* [Problem statement] Determine how many lines of the entries include the word "content", and report that number with no further text.
_ _ _ _
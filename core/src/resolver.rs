//
// Copyright (c) 2023 SUSE Software Solutions Germany GmbH
//
// This file is part of flake-pilot
//
// Permission is hereby granted, free of charge, to any person obtaining a copy
// of this software and associated documentation files (the "Software"), to deal
// in the Software without restriction, including without limitation the rights
// to use, copy, modify, merge, publish, distribute, sublicense, and/or sell
// copies of the Software, and to permit persons to whom the Software is
// furnished to do so, subject to the following conditions:
//
// The above copyright notice and this permission notice shall be included in
// all copies or substantial portions of the Software.
//
// THE SOFTWARE IS PROVIDED "AS IS", WITHOUT WARRANTY OF ANY KIND, EXPRESS OR
// IMPLIED, INCLUDING BUT NOT LIMITED TO THE WARRANTIES OF MERCHANTABILITY,
// FITNESS FOR A PARTICULAR PURPOSE AND NONINFRINGEMENT. IN NO EVENT SHALL THE
// AUTHORS OR COPYRIGHT HOLDERS BE LIABLE FOR ANY CLAIM, DAMAGES OR OTHER
// LIABILITY, WHETHER IN AN ACTION OF CONTRACT, TORT OR OTHERWISE, ARISING FROM,
// OUT OF OR IN CONNECTION WITH THE SOFTWARE OR THE USE OR OTHER DEALINGS IN THE
// SOFTWARE.
//
//! Orders a container and its transitive `requires` into a start
//! sequence. No external graph crate: the pack this is built from never
//! reaches for one, so this stays a plain expand-then-emit walk over a
//! `Vec`, which also keeps iteration order deterministic without having
//! to document a `HashMap` iteration order guarantee that doesn't exist.
use std::collections::HashSet;

use crate::error::SergioError;
use crate::registry::Registry;

/// Return everything `root` (transitively) requires, in the order they
/// must be started: dependencies before dependents, each entry exactly
/// once, earliest-discovered-first among siblings. `root` itself is
/// excluded from the result.
pub fn resolve_order(registry: &Registry, root: &str) -> Result<Vec<String>, SergioError> {
    let mut order = Vec::new();
    let mut emitted = HashSet::new();
    let mut on_path = HashSet::new();
    visit(registry, root, &mut on_path, &mut emitted, &mut order)?;
    order.pop();
    Ok(order)
}

fn visit(
    registry: &Registry,
    id: &str,
    on_path: &mut HashSet<String>,
    emitted: &mut HashSet<String>,
    order: &mut Vec<String>,
) -> Result<(), SergioError> {
    if emitted.contains(id) {
        return Ok(());
    }
    if !on_path.insert(id.to_string()) {
        return Err(SergioError::UnresolvableRequirements);
    }
    let container = registry.get(id)?;
    for dep in &container.requires {
        visit(registry, dep, on_path, emitted, order)?;
    }
    on_path.remove(id);
    emitted.insert(id.to_string());
    order.push(id.to_string());
    Ok(())
}

#[cfg(test)]
mod tests {
    use super::*;
    use std::collections::HashMap;
    use std::fs;
    use tempfile::tempdir;

    fn write_def(dir: &std::path::Path, id: &str, requires: &[&str], image: &str) {
        let requires_yaml = if requires.is_empty() {
            String::new()
        } else {
            format!(
                "  requires:\n{}\n",
                requires.iter().map(|r| format!("    - {r}")).collect::<Vec<_>>().join("\n")
            )
        };
        let content = format!(
            "container:\n  name: {id}\n  box: {image}\n{requires_yaml}"
        );
        fs::write(dir.join(format!("{id}.yaml")), content).unwrap();
    }

    #[test]
    fn dependencies_precede_dependents() {
        let dir = tempdir().unwrap();
        write_def(dir.path(), "base", &[], "image-base");
        write_def(dir.path(), "db", &["base"], "image-db");
        write_def(dir.path(), "web", &["db", "base"], "image-web");

        let registry = Registry::new(dir.path().to_path_buf(), HashMap::new());
        let order = resolve_order(&registry, "web").unwrap();

        assert!(!order.iter().any(|i| i == "web"));
        let base_pos = order.iter().position(|i| i == "base").unwrap();
        let db_pos = order.iter().position(|i| i == "db").unwrap();
        assert!(base_pos < db_pos);
        assert_eq!(order.iter().filter(|i| *i == "base").count(), 1);
        assert_eq!(order.len(), 2);
    }

    #[test]
    fn cycle_is_unresolvable() {
        let dir = tempdir().unwrap();
        write_def(dir.path(), "a", &["b"], "image-a");
        write_def(dir.path(), "b", &["a"], "image-b");

        let registry = Registry::new(dir.path().to_path_buf(), HashMap::new());
        let result = resolve_order(&registry, "a");
        assert!(matches!(result, Err(SergioError::UnresolvableRequirements)));
    }
}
_ _ _ _
* [Answer for this exercise] 2